Brendan Fernandes presented last night as part of the Art in the Public Sphere speaker series at the University of Western Ontario (the same series in which I gave a talk back in September). Fernandes is a graduate of the UWO program, now living and working in New York, and his return was met with a packed house at the Visual Arts Centre.

Brendan’s work is very personal and deals (primarily) with the complexities of identity and diaspora, particularly given his own experiences growing up of mixed Kenyan, Indian and Canadian heritages. Indeed, his practice continually challenges antiquated notions of “authenticity” as they relate to the global flows of migration, culture and commerce.

I mention him here because of one of the works he showed during his presentation, titled Changing to Summer. While perhaps not the most interesting or challenging example he offered during his talk last night, it directly related to work I’ve been considering at the Nonsense Lab concerning exposure and its politics.

In Changing to Summer, Fernandes attends several sessions in an ultraviolet tanning bed with stickers pasted to his body in various motifs, which represent textile imagery from his varied cultural backgrounds. Upon peeling the stickers — voilà! — Fernandes himself becomes a sort of temporary cultural tapestry.

Not only does he mark his body with these various signifiers (for example, an imprint of a mask borrowed from his Kenyan heritage), he also plays with tone, shading his brown skin ever-darker with each session in the tanning salon. As he pointed out last night during his talk, these “degrees” of brown-ness are tied to complex understandings of class in the diasporal contexts from which he draws his inspiration.

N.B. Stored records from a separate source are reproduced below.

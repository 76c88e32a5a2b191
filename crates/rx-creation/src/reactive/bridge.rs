//! EventBridge<T> — presents one named event of an [`EventEmitter`] as a
//! subscribable sequence of payloads.
//!
//! # Listener lifecycle
//!
//! Creating a bridge installs nothing. The first live subscription installs a
//! single listener on the emitter; every later subscription joins the same
//! fan-out set. When the last subscription ends, the listener is removed.
//! Both transitions happen under the bridge's state lock, so at most one
//! listener exists per bridge at any time.
//!
//! # Delivery
//!
//! Each emitted payload is cloned once per observer and delivered inline,
//! inside the emitter's `emit` call, in subscription order. The fan-out set
//! is snapshotted under the lock and the lock is released before any handler
//! runs, so handlers may subscribe or unsubscribe freely. A slot disposed
//! mid-loop is skipped for the rest of that loop. Subscriptions never see
//! payloads emitted before they were created.
//!
//! # Threading model
//!
//! `EventBridge<T>` is `Send + Sync` and cheap to clone (clones share state).
//! The bridge holds the emitter weakly; the emitter's listener holds the
//! bridge's shared state strongly until it is removed.

use std::any::Any;
use std::panic::{self, AssertUnwindSafe};
use std::sync::atomic::{AtomicBool, Ordering};
use std::sync::{Arc, Weak};

use parking_lot::Mutex;

use crate::error::{Result, RxError};
use crate::observable::{Observer, Subscription};
use crate::types::{BridgeOptions, DeliveryPolicy};

use super::event::EventName;
use super::event_emitter::{EventEmitter, ListenerId};

// ============================================================================
// Internal state
// ============================================================================

struct ObserverSlot<T> {
    id: u64,
    observer: Observer<T>,
    live: AtomicBool,
    /// Handle given to the subscriber; closed by `dispose`.
    subscription: Subscription,
}

struct BridgeState<T> {
    /// Listener installed on the emitter while `slots` is non-empty.
    listener: Option<ListenerId>,
    /// Live observers in subscription order.
    slots: Vec<Arc<ObserverSlot<T>>>,
    next_id: u64,
    disposed: bool,
}

impl<T> BridgeState<T> {
    fn new() -> Self {
        Self {
            listener: None,
            slots: Vec::new(),
            next_id: 1,
            disposed: false,
        }
    }

    fn next_id(&mut self) -> u64 {
        let id = self.next_id;
        self.next_id += 1;
        id
    }
}

struct BridgeShared<T> {
    name: EventName,
    source: Weak<EventEmitter<T>>,
    options: BridgeOptions,
    state: Mutex<BridgeState<T>>,
}

// ============================================================================
// EventBridge
// ============================================================================

/// Reference-counted adapter from a named event to a subscribable sequence.
pub struct EventBridge<T> {
    shared: Arc<BridgeShared<T>>,
}

impl<T> Clone for EventBridge<T> {
    fn clone(&self) -> Self {
        Self {
            shared: Arc::clone(&self.shared),
        }
    }
}

impl<T> EventBridge<T>
where
    T: Clone + Send + Sync + 'static,
{
    /// Bridge `name` on `source` with default options.
    ///
    /// No listener is installed until the first [`subscribe`](Self::subscribe).
    pub fn new(source: &Arc<EventEmitter<T>>, name: impl Into<String>) -> Result<Self> {
        Self::with_options(Arc::downgrade(source), name, BridgeOptions::default())
    }

    /// Bridge `name` on a weakly held `source`.
    ///
    /// Fails with [`RxError::InvalidSource`] if `source` no longer upgrades
    /// and with [`RxError::InvalidEventName`] if `name` is empty.
    pub fn with_options(
        source: Weak<EventEmitter<T>>,
        name: impl Into<String>,
        options: BridgeOptions,
    ) -> Result<Self> {
        if source.strong_count() == 0 {
            return Err(RxError::InvalidSource(
                "event emitter reference is absent".to_string(),
            ));
        }
        let name = EventName::new(name)?;
        Ok(Self {
            shared: Arc::new(BridgeShared {
                name,
                source,
                options,
                state: Mutex::new(BridgeState::new()),
            }),
        })
    }

    /// Register `observer` and return its [`Subscription`].
    ///
    /// Installs the emitter listener on the first live subscription.
    pub fn subscribe(&self, observer: impl Into<Observer<T>>) -> Result<Subscription> {
        let observer = observer.into();
        let shared = &self.shared;
        let source = shared.source.upgrade().ok_or_else(|| RxError::SourceDropped {
            event: shared.name.to_string(),
        })?;

        // Single lock acquisition: allocate ID, register slot, install listener.
        let mut st = shared.state.lock();
        if st.disposed {
            return Err(RxError::BridgeDisposed {
                event: shared.name.to_string(),
            });
        }
        let slot_id = st.next_id();
        // Weak, because the slot keeps a clone of this handle.
        let for_release = Arc::downgrade(shared);
        let subscription = Subscription::from_teardown(move || {
            if let Some(shared) = for_release.upgrade() {
                shared.release(slot_id);
            }
        });
        st.slots.push(Arc::new(ObserverSlot {
            id: slot_id,
            observer,
            live: AtomicBool::new(true),
            subscription: subscription.clone(),
        }));

        if st.listener.is_none() {
            let for_listener = Arc::clone(shared);
            let listener_id = source.on(shared.name.as_str(), move |payload: &T| {
                for_listener.deliver(payload);
            });
            st.listener = Some(listener_id);
            tracing::debug!(event = %shared.name, listener_id, "installed bridge listener");
        }
        drop(st);

        Ok(subscription)
    }

    /// End every subscription and remove the listener. Idempotent.
    ///
    /// Every handle returned by [`subscribe`](Self::subscribe) reports
    /// closed afterwards; no `complete` is sent. Later `subscribe` calls fail
    /// with [`RxError::BridgeDisposed`].
    pub fn dispose(&self) {
        let shared = &self.shared;
        let released = {
            let mut st = shared.state.lock();
            if st.disposed {
                return;
            }
            st.disposed = true;
            let slots = std::mem::take(&mut st.slots);
            for slot in &slots {
                slot.live.store(false, Ordering::Release);
            }
            shared.remove_listener(&mut st);
            slots
        };
        // Outside the lock: teardowns chained onto these handles may call
        // back into the bridge. `release` finds no slot and returns.
        for slot in &released {
            slot.subscription.unsubscribe();
        }
        tracing::debug!(event = %shared.name, subscriptions = released.len(), "disposed bridge");
    }

    pub fn event_name(&self) -> &str {
        self.shared.name.as_str()
    }

    /// Number of live subscriptions.
    pub fn subscriber_count(&self) -> usize {
        self.shared.state.lock().slots.len()
    }

    /// Whether a listener is currently installed on the emitter.
    pub fn is_listening(&self) -> bool {
        self.shared.state.lock().listener.is_some()
    }

    pub fn is_disposed(&self) -> bool {
        self.shared.state.lock().disposed
    }
}

impl<T> BridgeShared<T>
where
    T: Clone + Send + Sync + 'static,
{
    /// Fan `payload` out to the observers live at this moment.
    fn deliver(&self, payload: &T) {
        let slots: Vec<Arc<ObserverSlot<T>>> = self.state.lock().slots.clone();

        let mut first_panic: Option<Box<dyn Any + Send>> = None;
        for slot in slots {
            if !slot.live.load(Ordering::Acquire) {
                continue;
            }
            let value = payload.clone();
            let outcome = panic::catch_unwind(AssertUnwindSafe(|| slot.observer.next(value)));
            let Err(cause) = outcome else {
                continue;
            };
            // Under Propagate only the first panic is resumed; any later one
            // is reported like an isolated failure.
            if self.options.delivery_policy == DeliveryPolicy::Propagate && first_panic.is_none() {
                first_panic = Some(cause);
                continue;
            }
            self.report(&RxError::ObserverDelivery {
                event: self.name.to_string(),
                observer: slot.id,
                message: panic_message(&*cause),
            });
        }

        if let Some(cause) = first_panic {
            panic::resume_unwind(cause);
        }
    }

    fn report(&self, err: &RxError) {
        match &self.options.on_delivery_error {
            Some(hook) => hook(err),
            None => tracing::error!(error = %err, "observer delivery failed"),
        }
    }

    /// Drop slot `id`; removes the listener when it was the last one.
    fn release(&self, id: u64) {
        // The slot is dropped after the lock so observer captures never drop
        // under it.
        let _released = {
            let mut st = self.state.lock();
            let Some(pos) = st.slots.iter().position(|s| s.id == id) else {
                return;
            };
            let slot = st.slots.remove(pos);
            slot.live.store(false, Ordering::Release);
            if st.slots.is_empty() {
                self.remove_listener(&mut st);
            }
            slot
        };
    }

    /// Called with the state lock held so a concurrent subscribe cannot
    /// install a second listener before this one is gone.
    fn remove_listener(&self, st: &mut BridgeState<T>) {
        let Some(listener_id) = st.listener.take() else {
            return;
        };
        if let Some(source) = self.source.upgrade() {
            source.off(self.name.as_str(), listener_id);
        }
        tracing::debug!(event = %self.name, listener_id, "removed bridge listener");
    }
}

fn panic_message(cause: &(dyn Any + Send)) -> String {
    if let Some(s) = cause.downcast_ref::<&str>() {
        (*s).to_string()
    } else if let Some(s) = cause.downcast_ref::<String>() {
        s.clone()
    } else {
        "non-string panic payload".to_string()
    }
}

In this, Changing to Summer is certainly richer for me than comparable suntan/burn work by Ai Weiwei and Anna Gohmert, given the nuances of signification and how they weave into his broader project. While I appreciate what Fernandes adds to a technique that appears to be quite limited, I can’t help but feel that he remains in a spatialized frame of reference: yes, it takes time to make such a work, but the work itself is not so much about time; rather it is about the spatial surface of the skin providing a canvas on which to collage various images in sun-shaded relief.

There is certainly nothing wrong with this approach, of course, but since I mentioned earlier a work-in-process involving sunburn techniques, it seems like an appropriate opportunity to elaborate on what this project entails (to be completed next summer, as documentation requirements necessitate being outdoors instead of enclosed in a tanning bed).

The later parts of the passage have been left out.